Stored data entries
++++++++++

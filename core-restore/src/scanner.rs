//! # Local Tree Scanner
//!
//! Walks a backup directory and yields the workflow definitions it holds.
//!
//! ## Overview
//!
//! The scan is lazy and restartable: [`TreeScanner::scan`] hands back a fresh
//! iterator each time, visiting entries in file-name order. Non-workflow files
//! are skipped silently. Files that cannot be read or parsed are yielded as
//! [`RestoreError::Scan`] items so the caller can log them and keep going.
//!
//! ## Path to folder mapping
//!
//! ```text
//! <root>/<prefix>/Team A/Sales/Lead Gen/scorer.json
//!                 ^^^^^^ ^^^^^^^^^^^^^^ ^^^^^^^^^^^
//!                 project   folders       file
//! ```
//!
//! The first directory is a project only when `project_from_path` is set, or
//! when its slug matches the default project name (it is then dropped).

use core_runtime::config::{RestoreConfig, DEFAULT_PROJECT_NAME};
use serde_json::Value;
use std::path::{Component, Path, PathBuf};
use tracing::{debug, trace};
use walkdir::{DirEntry, WalkDir};

use crate::model::{slugify, FolderPath, FolderSegment, WorkflowFile};
use crate::{RestoreError, Result};

/// Credential export written next to workflow exports
const CREDENTIAL_FILE: &str = "credentials.json";

/// Credential export directory directly below the backup root
const CREDENTIAL_DIR: &str = "credentials";

/// Options controlling what the scanner picks up
#[derive(Debug, Clone, PartialEq, Eq)]
pub struct ScanOptions {
    /// Leading path removed before folder derivation
    pub path_prefix: Option<PathBuf>,
    pub default_project_name: String,
    /// Treat the first directory as a project name
    pub project_from_path: bool,
    /// Files and subtrees never visited, e.g. the staging directory and manifests
    pub exclude: Vec<PathBuf>,
}

impl Default for ScanOptions {
    fn default() -> Self {
        Self {
            path_prefix: None,
            default_project_name: DEFAULT_PROJECT_NAME.to_string(),
            project_from_path: false,
            exclude: Vec::new(),
        }
    }
}

impl From<&RestoreConfig> for ScanOptions {
    fn from(config: &RestoreConfig) -> Self {
        Self {
            path_prefix: config.path_prefix.clone(),
            default_project_name: config.default_project_name.clone(),
            project_from_path: config.project_from_path,
            exclude: [
                Some(&config.staging_dir),
                Some(&config.manifest_path),
                Some(&config.audit_log_path),
                config.prior_manifest_path.as_ref(),
            ]
            .into_iter()
            .flatten()
            .cloned()
            .collect(),
        }
    }
}

/// Scanner over one backup root
#[derive(Debug, Clone)]
pub struct TreeScanner {
    root: PathBuf,
    options: ScanOptions,
}

impl TreeScanner {
    pub fn new(root: impl Into<PathBuf>, options: ScanOptions) -> Self {
        Self {
            root: root.into(),
            options,
        }
    }

    pub fn root(&self) -> &Path {
        &self.root
    }

    /// Start a new pass over the tree
    pub fn scan(&self) -> ScanIter<'_> {
        ScanIter {
            scanner: self,
            walker: WalkDir::new(&self.root)
                .follow_links(false)
                .sort_by_file_name()
                .into_iter(),
        }
    }

    fn is_excluded(&self, entry: &DirEntry) -> bool {
        if entry.depth() == 0 {
            return false;
        }
        let name = entry.file_name().to_string_lossy().to_lowercase();
        if name.starts_with('.') {
            return true;
        }
        if entry.file_type().is_file() && name == CREDENTIAL_FILE {
            return true;
        }
        if entry.file_type().is_dir()
            && name == CREDENTIAL_DIR
            && self.relative_path(entry.path()).components().count() == 1
        {
            return true;
        }
        self.options
            .exclude
            .iter()
            .any(|excluded| entry.path().starts_with(excluded))
    }

    fn is_candidate_file(entry: &DirEntry) -> bool {
        let name = entry.file_name().to_string_lossy().to_lowercase();
        entry.file_type().is_file() && name.ends_with(".json")
    }

    /// Path below the root with the configured prefix removed
    fn relative_path(&self, path: &Path) -> PathBuf {
        let relative = path.strip_prefix(&self.root).unwrap_or(path);
        let Some(prefix) = &self.options.path_prefix else {
            return relative.to_path_buf();
        };

        let normal: PathBuf = prefix
            .components()
            .filter(|c| matches!(c, Component::Normal(_)))
            .collect();
        path.strip_prefix(prefix)
            .or_else(|_| relative.strip_prefix(&normal))
            .unwrap_or(relative)
            .to_path_buf()
    }

    fn read_workflow(&self, entry: &DirEntry) -> Result<Option<WorkflowFile>> {
        let path = entry.path();
        let bytes = std::fs::read(path).map_err(|e| RestoreError::Scan {
            path: path.to_path_buf(),
            message: e.to_string(),
        })?;
        let content: Value = serde_json::from_slice(&bytes).map_err(|e| RestoreError::Scan {
            path: path.to_path_buf(),
            message: format!("invalid JSON: {}", e),
        })?;

        if !is_workflow_definition(&content) {
            trace!(path = %path.display(), "Not a workflow definition");
            return Ok(None);
        }

        let relative_path = self.relative_path(path);
        let directories: Vec<String> = relative_path
            .parent()
            .map(|parent| {
                parent
                    .components()
                    .filter_map(|c| match c {
                        Component::Normal(segment) => Some(segment.to_string_lossy().into_owned()),
                        _ => None,
                    })
                    .collect()
            })
            .unwrap_or_default();

        let name = content
            .get("name")
            .and_then(Value::as_str)
            .map(str::trim)
            .filter(|n| !n.is_empty())
            .map(str::to_string)
            .or_else(|| {
                path.file_stem()
                    .map(|stem| stem.to_string_lossy().into_owned())
            })
            .unwrap_or_default();

        Ok(Some(WorkflowFile {
            declared_id: declared_id(&content),
            meta_instance_id: content
                .pointer("/meta/instanceId")
                .and_then(Value::as_str)
                .map(str::to_string),
            folder: derive_folder(&directories, &self.options),
            name,
            content,
            relative_path,
        }))
    }
}

/// Lazy pass over a backup tree
pub struct ScanIter<'a> {
    scanner: &'a TreeScanner,
    walker: walkdir::IntoIter,
}

impl Iterator for ScanIter<'_> {
    type Item = Result<WorkflowFile>;

    fn next(&mut self) -> Option<Self::Item> {
        loop {
            let entry = match self.walker.next()? {
                Ok(entry) => entry,
                Err(e) => {
                    return Some(Err(RestoreError::Scan {
                        path: e
                            .path()
                            .map(Path::to_path_buf)
                            .unwrap_or_else(|| self.scanner.root.clone()),
                        message: e.to_string(),
                    }))
                }
            };

            if self.scanner.is_excluded(&entry) {
                debug!(path = %entry.path().display(), "Skipping excluded entry");
                if entry.file_type().is_dir() {
                    self.walker.skip_current_dir();
                }
                continue;
            }

            if !TreeScanner::is_candidate_file(&entry) {
                continue;
            }

            match self.scanner.read_workflow(&entry) {
                Ok(Some(file)) => return Some(Ok(file)),
                Ok(None) => continue,
                Err(e) => return Some(Err(e)),
            }
        }
    }
}

/// A JSON object with a node list or a connection map
fn is_workflow_definition(content: &Value) -> bool {
    content.as_object().is_some_and(|object| {
        object.get("nodes").is_some_and(Value::is_array)
            || object.get("connections").is_some_and(Value::is_object)
    })
}

fn declared_id(content: &Value) -> Option<String> {
    match content.get("id") {
        Some(Value::String(id)) if !id.trim().is_empty() => Some(id.trim().to_string()),
        Some(Value::Number(id)) => Some(id.to_string()),
        _ => None,
    }
}

/// Map directory names below the root to a project and folder chain
pub fn derive_folder(directories: &[String], options: &ScanOptions) -> FolderPath {
    let mut segments = directories
        .iter()
        .map(|d| d.trim())
        .filter(|d| !d.is_empty());

    let mut path = FolderPath::default();
    let mut remaining: Vec<&str> = Vec::new();

    if let Some(first) = segments.next() {
        if slugify(first) == slugify(&options.default_project_name) {
            path = path.with_project(options.default_project_name.clone());
        } else if options.project_from_path {
            path = path.with_project(first);
        } else {
            remaining.push(first);
        }
    }
    remaining.extend(segments);

    path.segments = remaining.into_iter().map(FolderSegment::new).collect();
    path
}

++++++++++

About this exercise
Report how many lines of the records above contain the word "DirEntry", and give only that number.

Response
4